Memory blocks often represent character strings; For ways of storing character strings in memory see String representations. For other string-processing words see Displaying characters and strings.
A few of these words work on address unit blocks. In that case, you
usually have to insert CHARS
before the word when working on
character strings. Most words work on character blocks, and expect a
char-aligned address.
When copying characters between overlapping memory regions, use
move
. Cmove
and cmove>
tend to be slower than a
well-implemented move
.
move
( c-from c-to ucount – ) core “move”
Copy the contents of ucount aus at c-from to
c-to. move
works correctly even if the two areas overlap.
cmove
( c-from c-to u – ) string “c-move”
Copy the contents of ucount characters from data space at
c-from to c-to. The copy proceeds char
-by-char
from low address to high address; i.e., for overlapping areas it is
safe if c-to<=c-from.
cmove>
( c-from c-to u – ) string “c-move-up”
Copy the contents of ucount characters from data space at
c-from to c-to. The copy proceeds char
-by-char
from high address to low address; i.e., for overlapping areas it is
safe if c-to>=c-from.
fill
( c-addr u c – ) core “fill”
Store c in u chars starting at c-addr.
erase
( addr u – ) core-ext “erase”
Clear all bits in u aus starting at addr.
blank
( c-addr u – ) string “blank”
Store the space character into u chars starting at c-addr.
insert
( string length buffer size – ) gforth-0.7 “insert”
inserts a string at the front of a buffer. The remaining bytes are moved on.
delete
( buffer size u – ) gforth-0.7 “delete”
deletes the first u bytes from a buffer and fills the rest at the end with blanks.
compare
( c-addr1 u1 c-addr2 u2 – n ) string “compare”

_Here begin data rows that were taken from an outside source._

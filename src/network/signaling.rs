use std::collections::HashMap;
use std::sync::{Arc, Mutex};

use serde::{Deserialize, Serialize};
use tokio::sync::mpsc;
use tracing::debug;

use crate::core::{Error, PeerId, Result, Role};
use super::transport::Signal;

/// A member of a room
#[derive(Debug, Clone, PartialEq, Serialize, Deserialize)]
pub struct RosterEntry {
    pub peer_id: PeerId,
    pub role: Role,
}

/// Inbound notifications from the relay
#[derive(Debug, Clone, PartialEq)]
pub enum SignalEvent {
    /// Members already in the room when we joined
    Roster(Vec<RosterEntry>),
    PeerJoined(RosterEntry),
    PeerLeft(PeerId),
    Signal {
        from: PeerId,
        role: Role,
        signal: Signal,
    },
}

/// Out-of-band broker used only to bootstrap links.
///
/// The roster answering `join` and all later notifications arrive as
/// [`SignalEvent`]s on the receiver paired with the relay.
pub trait SignalingRelay: Send {
    /// Joins `room` as `peer_id`
    fn join(&mut self, peer_id: &PeerId, role: Role, room: &str) -> Result<()>;

    /// Forwards a bootstrap signal to another member
    fn relay(&mut self, target: &PeerId, signal: Signal) -> Result<()>;

    /// Leaves the room
    fn leave(&mut self) -> Result<()>;
}

struct Member {
    role: Role,
    tx: mpsc::UnboundedSender<SignalEvent>,
}

type Rooms = HashMap<String, HashMap<PeerId, Member>>;

/// In-process relay shared by every node of one process
#[derive(Clone, Default)]
pub struct LocalRelayHub {
    rooms: Arc<Mutex<Rooms>>,
}

impl LocalRelayHub {
    /// Creates an empty hub
    pub fn new() -> Self {
        Self::default()
    }

    /// Creates a relay endpoint and the receiver for its events
    pub fn endpoint(&self) -> (LocalRelay, mpsc::UnboundedReceiver<SignalEvent>) {
        let (tx, rx) = mpsc::unbounded_channel();
        let relay = LocalRelay {
            hub: self.clone(),
            tx,
            membership: None,
        };
        (relay, rx)
    }

    /// Number of members in a room
    pub fn members(&self, room: &str) -> usize {
        self.rooms
            .lock()
            .map(|rooms| rooms.get(room).map_or(0, |m| m.len()))
            .unwrap_or(0)
    }

    fn with_rooms<R>(&self, f: impl FnOnce(&mut Rooms) -> Result<R>) -> Result<R> {
        let mut rooms = self
            .rooms
            .lock()
            .map_err(|_| Error::network("relay state poisoned"))?;
        f(&mut rooms)
    }
}

/// One node's handle on a [`LocalRelayHub`]
pub struct LocalRelay {
    hub: LocalRelayHub,
    tx: mpsc::UnboundedSender<SignalEvent>,
    membership: Option<(PeerId, Role, String)>,
}

impl SignalingRelay for LocalRelay {
    fn join(&mut self, peer_id: &PeerId, role: Role, room: &str) -> Result<()> {
        if self.membership.is_some() {
            self.leave()?;
        }
        let tx = self.tx.clone();
        self.hub.with_rooms(|rooms| {
            let members = rooms.entry(room.to_string()).or_default();
            if members.contains_key(peer_id) {
                return Err(Error::network(format!(
                    "peer {} already joined room {}",
                    peer_id, room
                )));
            }

            let roster = members
                .iter()
                .map(|(id, m)| RosterEntry {
                    peer_id: id.clone(),
                    role: m.role,
                })
                .collect();
            let joined = RosterEntry {
                peer_id: peer_id.clone(),
                role,
            };
            for member in members.values() {
                let _ = member.tx.send(SignalEvent::PeerJoined(joined.clone()));
            }
            let _ = tx.send(SignalEvent::Roster(roster));
            members.insert(peer_id.clone(), Member { role, tx });
            Ok(())
        })?;

        debug!(peer = %peer_id, %role, room, "joined relay room");
        self.membership = Some((peer_id.clone(), role, room.to_string()));
        Ok(())
    }

    fn relay(&mut self, target: &PeerId, signal: Signal) -> Result<()> {
        let (from, role, room) = self
            .membership
            .clone()
            .ok_or_else(|| Error::invalid_state("relay used before join"))?;
        self.hub.with_rooms(|rooms| {
            let member = rooms
                .get(&room)
                .and_then(|members| members.get(target))
                .ok_or_else(|| Error::network(format!("peer {} is not in room {}", target, room)))?;
            member
                .tx
                .send(SignalEvent::Signal { from, role, signal })
                .map_err(|_| Error::network(format!("peer {} stopped listening", target)))
        })
    }

    fn leave(&mut self) -> Result<()> {
        let Some((peer_id, _, room)) = self.membership.take() else {
            return Ok(());
        };
        self.hub.with_rooms(|rooms| {
            if let Some(members) = rooms.get_mut(&room) {
                members.remove(&peer_id);
                for member in members.values() {
                    let _ = member.tx.send(SignalEvent::PeerLeft(peer_id.clone()));
                }
                if members.is_empty() {
                    rooms.remove(&room);
                }
            }
            Ok(())
        })
    }
}

impl Drop for LocalRelay {
    fn drop(&mut self) {
        let _ = self.leave();
    }
}

#[cfg(test)]
mod tests {
    use super::*;
    use serde_json::{json, Value};

    #[test]
    fn test_join_roster_and_notifications() {
        let hub = LocalRelayHub::new();
        let (mut ctrl, mut ctrl_rx) = hub.endpoint();
        let (mut synth, mut synth_rx) = hub.endpoint();

        ctrl.join(&PeerId::new("ctrl"), Role::Conductor, "room").unwrap();
        assert_eq!(ctrl_rx.try_recv().unwrap(), SignalEvent::Roster(vec![]));

        synth.join(&PeerId::new("synth"), Role::Performer, "room").unwrap();
        assert_eq!(
            synth_rx.try_recv().unwrap(),
            SignalEvent::Roster(vec![RosterEntry {
                peer_id: PeerId::new("ctrl"),
                role: Role::Conductor
            }])
        );
        assert_eq!(
            ctrl_rx.try_recv().unwrap(),
            SignalEvent::PeerJoined(RosterEntry {
                peer_id: PeerId::new("synth"),
                role: Role::Performer
            })
        );
        assert_eq!(hub.members("room"), 2);

        let offer = Signal::offer(json!({"hello": 1}));
        ctrl.relay(&PeerId::new("synth"), offer.clone()).unwrap();
        assert_eq!(
            synth_rx.try_recv().unwrap(),
            SignalEvent::Signal {
                from: PeerId::new("ctrl"),
                role: Role::Conductor,
                signal: offer
            }
        );

        drop(synth);
        assert_eq!(
            ctrl_rx.try_recv().unwrap(),
            SignalEvent::PeerLeft(PeerId::new("synth"))
        );
        assert_eq!(hub.members("room"), 1);
    }

    #[test]
    fn test_relay_to_unknown_peer_fails() {
        let hub = LocalRelayHub::new();
        let (mut relay, _rx) = hub.endpoint();
        assert!(relay
            .relay(&PeerId::new("x"), Signal::offer(Value::Null))
            .is_err());
        relay.join(&PeerId::new("a"), Role::Conductor, "r").unwrap();
        assert!(relay
            .relay(&PeerId::new("ghost"), Signal::offer(Value::Null))
            .is_err());
    }
}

Compare two strings lexicographically, based on the values of the bytes in the strings (i.e., case-sensitive and without locale-specific collation order orderings). If they are equal, n is 0; if the first string is smaller, n is -1; if the first string is larger, n is 1.
pad
( – c-addr ) core-ext “pad”
c-addr is the address of a transient region that can be used as temporary data storage. At least 84 characters of space is available.